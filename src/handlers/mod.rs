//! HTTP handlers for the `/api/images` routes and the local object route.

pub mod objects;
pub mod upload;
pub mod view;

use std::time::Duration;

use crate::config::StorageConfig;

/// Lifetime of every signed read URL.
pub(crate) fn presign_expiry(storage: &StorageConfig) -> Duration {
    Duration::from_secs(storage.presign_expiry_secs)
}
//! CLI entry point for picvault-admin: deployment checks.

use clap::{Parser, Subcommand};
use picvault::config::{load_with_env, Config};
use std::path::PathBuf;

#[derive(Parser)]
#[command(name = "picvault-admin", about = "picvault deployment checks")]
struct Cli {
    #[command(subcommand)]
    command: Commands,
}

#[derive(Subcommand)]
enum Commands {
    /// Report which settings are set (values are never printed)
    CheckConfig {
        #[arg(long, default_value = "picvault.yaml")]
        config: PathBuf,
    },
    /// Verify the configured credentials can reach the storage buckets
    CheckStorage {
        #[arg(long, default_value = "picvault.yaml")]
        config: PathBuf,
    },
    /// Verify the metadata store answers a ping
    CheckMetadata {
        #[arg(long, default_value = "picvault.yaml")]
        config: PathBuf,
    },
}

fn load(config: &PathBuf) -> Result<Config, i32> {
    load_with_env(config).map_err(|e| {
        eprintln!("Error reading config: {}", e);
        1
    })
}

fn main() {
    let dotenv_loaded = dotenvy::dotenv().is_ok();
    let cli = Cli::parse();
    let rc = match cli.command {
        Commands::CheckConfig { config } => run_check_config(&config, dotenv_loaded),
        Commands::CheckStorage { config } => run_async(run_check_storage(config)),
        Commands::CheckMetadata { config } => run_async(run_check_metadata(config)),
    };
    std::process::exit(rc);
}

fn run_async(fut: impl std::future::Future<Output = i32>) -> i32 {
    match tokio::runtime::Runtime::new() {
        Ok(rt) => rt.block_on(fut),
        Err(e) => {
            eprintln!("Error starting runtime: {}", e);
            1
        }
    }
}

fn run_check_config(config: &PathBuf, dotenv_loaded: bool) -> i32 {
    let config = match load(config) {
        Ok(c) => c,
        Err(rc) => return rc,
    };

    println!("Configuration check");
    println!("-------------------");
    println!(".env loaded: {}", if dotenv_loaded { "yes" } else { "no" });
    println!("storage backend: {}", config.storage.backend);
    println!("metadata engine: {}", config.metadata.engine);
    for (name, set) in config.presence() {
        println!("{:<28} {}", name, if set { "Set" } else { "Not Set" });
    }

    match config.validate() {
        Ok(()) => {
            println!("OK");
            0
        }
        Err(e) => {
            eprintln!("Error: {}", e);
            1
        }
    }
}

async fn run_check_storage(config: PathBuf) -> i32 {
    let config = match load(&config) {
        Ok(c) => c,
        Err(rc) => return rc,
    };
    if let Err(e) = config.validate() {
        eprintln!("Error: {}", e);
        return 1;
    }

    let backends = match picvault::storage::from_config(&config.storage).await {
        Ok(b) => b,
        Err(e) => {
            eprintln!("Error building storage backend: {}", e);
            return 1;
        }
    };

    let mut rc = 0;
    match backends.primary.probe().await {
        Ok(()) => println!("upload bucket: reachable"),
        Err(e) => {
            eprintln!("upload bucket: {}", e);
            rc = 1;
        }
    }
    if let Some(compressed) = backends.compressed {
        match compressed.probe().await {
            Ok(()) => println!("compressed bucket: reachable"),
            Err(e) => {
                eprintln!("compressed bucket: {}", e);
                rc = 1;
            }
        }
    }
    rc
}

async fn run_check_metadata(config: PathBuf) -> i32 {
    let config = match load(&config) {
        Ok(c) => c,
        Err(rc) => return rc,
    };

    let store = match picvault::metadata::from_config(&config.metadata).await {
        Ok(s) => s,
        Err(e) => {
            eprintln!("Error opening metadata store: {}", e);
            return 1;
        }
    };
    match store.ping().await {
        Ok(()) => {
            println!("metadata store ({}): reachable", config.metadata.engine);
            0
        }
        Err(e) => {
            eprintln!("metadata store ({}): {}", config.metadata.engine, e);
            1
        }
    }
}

==

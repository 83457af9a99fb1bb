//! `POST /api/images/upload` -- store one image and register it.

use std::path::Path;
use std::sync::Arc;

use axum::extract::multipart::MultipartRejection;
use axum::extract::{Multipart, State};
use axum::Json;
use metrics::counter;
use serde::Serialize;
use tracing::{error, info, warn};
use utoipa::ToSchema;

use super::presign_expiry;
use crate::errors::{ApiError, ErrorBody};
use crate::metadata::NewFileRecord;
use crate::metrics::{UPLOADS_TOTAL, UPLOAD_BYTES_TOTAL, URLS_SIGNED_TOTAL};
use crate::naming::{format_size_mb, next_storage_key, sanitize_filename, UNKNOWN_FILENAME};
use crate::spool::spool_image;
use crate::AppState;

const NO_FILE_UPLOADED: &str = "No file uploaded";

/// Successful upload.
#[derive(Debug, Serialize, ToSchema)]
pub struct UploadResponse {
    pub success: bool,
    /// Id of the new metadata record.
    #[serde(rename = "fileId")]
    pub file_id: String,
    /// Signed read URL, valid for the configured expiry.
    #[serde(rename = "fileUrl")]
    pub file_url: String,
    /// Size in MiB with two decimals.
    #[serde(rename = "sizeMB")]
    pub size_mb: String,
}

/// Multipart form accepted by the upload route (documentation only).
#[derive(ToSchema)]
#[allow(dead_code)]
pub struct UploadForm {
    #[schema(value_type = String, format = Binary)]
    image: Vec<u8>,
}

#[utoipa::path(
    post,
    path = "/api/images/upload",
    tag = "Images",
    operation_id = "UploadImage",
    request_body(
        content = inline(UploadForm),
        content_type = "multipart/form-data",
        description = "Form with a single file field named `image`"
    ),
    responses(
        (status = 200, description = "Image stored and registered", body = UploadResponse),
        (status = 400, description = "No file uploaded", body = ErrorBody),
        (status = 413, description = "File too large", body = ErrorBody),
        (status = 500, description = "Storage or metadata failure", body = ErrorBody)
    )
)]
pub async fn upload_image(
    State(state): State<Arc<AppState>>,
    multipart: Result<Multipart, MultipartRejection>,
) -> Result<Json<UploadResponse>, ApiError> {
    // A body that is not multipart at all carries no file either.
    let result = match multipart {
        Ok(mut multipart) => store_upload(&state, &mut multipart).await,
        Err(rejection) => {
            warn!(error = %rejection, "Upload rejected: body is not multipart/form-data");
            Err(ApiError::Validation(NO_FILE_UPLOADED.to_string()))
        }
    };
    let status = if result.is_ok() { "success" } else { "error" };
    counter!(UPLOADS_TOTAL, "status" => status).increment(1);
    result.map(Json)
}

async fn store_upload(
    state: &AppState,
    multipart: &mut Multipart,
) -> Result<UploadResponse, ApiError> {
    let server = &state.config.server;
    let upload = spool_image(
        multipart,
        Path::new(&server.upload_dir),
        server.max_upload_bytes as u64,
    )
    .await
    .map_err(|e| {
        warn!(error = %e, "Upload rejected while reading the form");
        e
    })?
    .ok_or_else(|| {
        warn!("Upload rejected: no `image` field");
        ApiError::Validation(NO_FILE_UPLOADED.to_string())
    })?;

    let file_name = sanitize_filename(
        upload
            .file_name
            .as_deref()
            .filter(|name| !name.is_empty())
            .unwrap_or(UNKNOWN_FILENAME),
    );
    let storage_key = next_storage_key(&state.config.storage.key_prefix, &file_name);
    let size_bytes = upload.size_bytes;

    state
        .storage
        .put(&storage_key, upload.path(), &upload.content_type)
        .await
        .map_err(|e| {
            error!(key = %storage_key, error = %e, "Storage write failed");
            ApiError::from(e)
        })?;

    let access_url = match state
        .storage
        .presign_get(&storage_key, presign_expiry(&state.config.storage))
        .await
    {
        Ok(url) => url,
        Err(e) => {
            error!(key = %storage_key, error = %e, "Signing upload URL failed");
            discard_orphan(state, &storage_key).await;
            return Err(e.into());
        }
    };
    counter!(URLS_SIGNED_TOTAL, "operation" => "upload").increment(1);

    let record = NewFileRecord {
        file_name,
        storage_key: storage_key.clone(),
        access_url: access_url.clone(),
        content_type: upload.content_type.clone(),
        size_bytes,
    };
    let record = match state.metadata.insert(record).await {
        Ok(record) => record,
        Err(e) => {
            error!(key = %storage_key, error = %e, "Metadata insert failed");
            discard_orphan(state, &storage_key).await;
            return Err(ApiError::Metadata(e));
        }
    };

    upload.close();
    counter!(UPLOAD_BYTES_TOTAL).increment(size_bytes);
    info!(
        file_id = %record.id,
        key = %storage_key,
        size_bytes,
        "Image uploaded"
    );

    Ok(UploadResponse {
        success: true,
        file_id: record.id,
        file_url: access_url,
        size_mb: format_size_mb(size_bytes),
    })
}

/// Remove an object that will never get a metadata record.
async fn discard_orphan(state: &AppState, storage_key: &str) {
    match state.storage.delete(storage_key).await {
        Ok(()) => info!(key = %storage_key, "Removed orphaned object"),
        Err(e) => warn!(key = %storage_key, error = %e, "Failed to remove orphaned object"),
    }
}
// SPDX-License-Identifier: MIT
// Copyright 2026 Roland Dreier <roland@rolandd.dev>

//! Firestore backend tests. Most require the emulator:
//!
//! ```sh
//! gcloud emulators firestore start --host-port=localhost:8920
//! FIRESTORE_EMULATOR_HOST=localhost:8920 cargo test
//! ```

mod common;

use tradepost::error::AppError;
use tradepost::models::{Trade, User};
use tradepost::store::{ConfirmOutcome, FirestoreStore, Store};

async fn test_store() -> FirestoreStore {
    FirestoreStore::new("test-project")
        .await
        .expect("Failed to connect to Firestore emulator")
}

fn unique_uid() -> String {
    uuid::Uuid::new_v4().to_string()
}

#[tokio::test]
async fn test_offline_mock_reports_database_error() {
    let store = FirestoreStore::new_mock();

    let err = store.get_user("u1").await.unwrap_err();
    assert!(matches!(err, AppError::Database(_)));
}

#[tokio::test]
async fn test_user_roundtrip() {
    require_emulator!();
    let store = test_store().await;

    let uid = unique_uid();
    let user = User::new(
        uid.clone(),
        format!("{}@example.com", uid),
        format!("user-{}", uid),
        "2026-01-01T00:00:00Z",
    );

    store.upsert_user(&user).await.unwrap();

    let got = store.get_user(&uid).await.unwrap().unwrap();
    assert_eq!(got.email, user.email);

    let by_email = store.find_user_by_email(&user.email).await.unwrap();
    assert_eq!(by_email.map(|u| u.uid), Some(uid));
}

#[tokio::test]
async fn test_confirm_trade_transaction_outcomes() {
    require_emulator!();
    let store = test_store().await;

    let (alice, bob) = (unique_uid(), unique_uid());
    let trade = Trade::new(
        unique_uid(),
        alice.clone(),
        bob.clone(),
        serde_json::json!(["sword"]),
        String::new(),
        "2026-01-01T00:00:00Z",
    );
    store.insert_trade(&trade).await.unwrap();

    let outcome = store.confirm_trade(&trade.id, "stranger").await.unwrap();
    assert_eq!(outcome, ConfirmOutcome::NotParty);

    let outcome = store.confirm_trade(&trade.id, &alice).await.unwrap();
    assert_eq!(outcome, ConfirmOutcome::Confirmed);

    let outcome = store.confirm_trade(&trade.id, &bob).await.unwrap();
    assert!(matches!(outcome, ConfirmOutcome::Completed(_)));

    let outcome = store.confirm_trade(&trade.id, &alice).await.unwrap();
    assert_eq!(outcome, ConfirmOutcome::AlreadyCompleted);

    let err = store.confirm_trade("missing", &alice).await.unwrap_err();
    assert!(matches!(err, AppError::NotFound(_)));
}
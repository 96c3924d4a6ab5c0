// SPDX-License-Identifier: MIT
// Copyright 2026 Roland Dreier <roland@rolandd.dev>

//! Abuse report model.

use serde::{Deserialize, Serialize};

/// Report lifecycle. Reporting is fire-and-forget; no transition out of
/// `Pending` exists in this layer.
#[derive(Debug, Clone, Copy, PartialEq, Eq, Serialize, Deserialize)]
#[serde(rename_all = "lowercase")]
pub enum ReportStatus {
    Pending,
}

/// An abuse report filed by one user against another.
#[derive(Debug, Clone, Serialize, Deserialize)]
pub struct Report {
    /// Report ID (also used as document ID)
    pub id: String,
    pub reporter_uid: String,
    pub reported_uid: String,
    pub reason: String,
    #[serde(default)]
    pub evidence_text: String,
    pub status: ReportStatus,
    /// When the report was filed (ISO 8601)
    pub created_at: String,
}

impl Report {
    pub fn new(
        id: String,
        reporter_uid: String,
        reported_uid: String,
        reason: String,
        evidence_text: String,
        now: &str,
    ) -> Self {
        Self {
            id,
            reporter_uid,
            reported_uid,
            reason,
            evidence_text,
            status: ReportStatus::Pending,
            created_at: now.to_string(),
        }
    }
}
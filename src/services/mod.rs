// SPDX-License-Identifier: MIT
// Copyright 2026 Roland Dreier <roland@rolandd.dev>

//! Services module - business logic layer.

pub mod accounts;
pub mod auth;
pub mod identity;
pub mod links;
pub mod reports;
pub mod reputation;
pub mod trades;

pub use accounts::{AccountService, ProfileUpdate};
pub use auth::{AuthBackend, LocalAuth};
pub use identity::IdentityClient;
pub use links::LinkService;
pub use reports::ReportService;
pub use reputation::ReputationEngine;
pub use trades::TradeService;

Task> From the records above, copy only the lines starting with the line that holds "pub use links::LinkService;" and going on through the line that holds "pub use trades::TradeService;", exactly as written.

Expected output>
pub use links::LinkService;
pub use reports::ReportService;
pub use reputation::ReputationEngine;
pub use trades::TradeService;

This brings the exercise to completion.